- What is expected
Output the data below exactly.

- Input records
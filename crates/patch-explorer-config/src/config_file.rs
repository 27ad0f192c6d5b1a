use crate::paths::config_candidates;
use std::path::{Path, PathBuf};

/// Load config file content from CWD first, then home directory, then the
/// platform config directory
///
/// Searches for:
/// 1. `.patch-explorer.toml` in the current working directory
/// 2. `.patch-explorer.toml` in the home directory
/// 3. `patch-explorer/config.toml` in the config directory
///
/// Returns the file content if found, None otherwise.
pub fn load_config_file() -> Option<String> {
    read_first(&config_candidates()).map(|(_, content)| content)
}

/// Read the first readable file among `candidates`.
pub(crate) fn read_first(candidates: &[PathBuf]) -> Option<(PathBuf, String)> {
    candidates.iter().find_map(|path| read(path))
}

fn read(path: &Path) -> Option<(PathBuf, String)> {
    let content = std::fs::read_to_string(path).ok()?;
    log::debug!("Loaded config from {}", path.display());
    Some((path.to_path_buf(), content))
}

#[cfg(test)]
mod tests {
    use super::*;
    use std::fs;

    #[test]
    fn test_read_first_skips_missing_files() {
        let dir = std::env::temp_dir().join(format!("patch-explorer-config-{}", std::process::id()));
        fs::create_dir_all(&dir).unwrap();
        let second = dir.join("second.toml");
        let third = dir.join("third.toml");
        fs::write(&second, "[palette]\naccent = \"red\"\n").unwrap();
        fs::write(&third, "").unwrap();

        let found = read_first(&[dir.join("missing.toml"), second.clone(), third]);
        let (path, content) = found.unwrap();
        assert_eq!(path, second);
        assert!(content.contains("accent"));

        assert!(read_first(&[dir.join("missing.toml")]).is_none());
        fs::remove_dir_all(&dir).unwrap();
    }
}
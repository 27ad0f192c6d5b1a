//! Navigation triggered by search results.

use crate::state::{PatchState, SelectionError};

/// Jump to a search result.
///
/// Search results are always single-line jumps, so the selection switches to
/// line mode. The row is checked first; a rejected jump changes nothing.
pub fn navigate_to(state: &mut PatchState, row: usize) -> Result<(), SelectionError> {
    state.select_line(row)?;
    state.set_line_select_mode();
    Ok(())
}
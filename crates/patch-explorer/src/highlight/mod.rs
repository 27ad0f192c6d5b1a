//! Syntax highlighting and ANSI styling.

pub mod ansi;
mod highlighter;
mod palette;

pub use highlighter::{
    extract_filename_from_header, DiffBackground, HighlightAssets, SyntaxHighlighter,
};
pub use palette::{Palette, DEFAULT_SYNTAX_THEME};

- Response for this exercise
filename crates/patch-explorer-config/src/config_file.rs
repository 27ad0f192c6d5b1a
use crate::paths::config_candidates;
use std::path::{Path, PathBuf};

/// Load config file content from CWD first, then home directory, then the
/// platform config directory
///
/// Searches for:
/// 1. `.patch-explorer.toml` in the current working directory
/// 2. `.patch-explorer.toml` in the home directory
/// 3. `patch-explorer/config.toml` in the config directory
///
/// Returns the file content if found, None otherwise.
pub fn load_config_file() -> Option<String> {
    read_first(&config_candidates()).map(|(_, content)| content)
}

/// Read the first readable file among `candidates`.
pub(crate) fn read_first(candidates: &[PathBuf]) -> Option<(PathBuf, String)> {
    candidates.iter().find_map(|path| read(path))
}

fn read(path: &Path) -> Option<(PathBuf, String)> {
    let content = std::fs::read_to_string(path).ok()?;
    log::debug!("Loaded config from {}", path.display());
    Some((path.to_path_buf(), content))
}

#[cfg(test)]
mod tests {
    use super::*;
    use std::fs;

    #[test]
    fn test_read_first_skips_missing_files() {
        let dir = std::env::temp_dir().join(format!("patch-explorer-config-{}", std::process::id()));
        fs::create_dir_all(&dir).unwrap();
        let second = dir.join("second.toml");
        let third = dir.join("third.toml");
        fs::write(&second, "[palette]\naccent = \"red\"\n").unwrap();
        fs::write(&third, "").unwrap();

        let found = read_first(&[dir.join("missing.toml"), second.clone(), third]);
        let (path, content) = found.unwrap();
        assert_eq!(path, second);
        assert!(content.contains("accent"));

        assert!(read_first(&[dir.join("missing.toml")]).is_none());
        fs::remove_dir_all(&dir).unwrap();
    }
}
repository 27ad0f192c6d5b1a
//! Navigation triggered by search results.

use crate::state::{PatchState, SelectionError};

/// Jump to a search result.
///
/// Search results are always single-line jumps, so the selection switches to
/// line mode. The row is checked first; a rejected jump changes nothing.
pub fn navigate_to(state: &mut PatchState, row: usize) -> Result<(), SelectionError> {
    state.select_line(row)?;
    state.set_line_select_mode();
    Ok(())
}
filename crates/patch-explorer/src/highlight/mod.rs
repository 27ad0f192c6d5b1a
//! Syntax highlighting and ANSI styling.

pub mod ansi;
mod highlighter;
mod palette;

pub use highlighter::{
    extract_filename_from_header, DiffBackground, HighlightAssets, SyntaxHighlighter,
};
pub use palette::{Palette, DEFAULT_SYNTAX_THEME};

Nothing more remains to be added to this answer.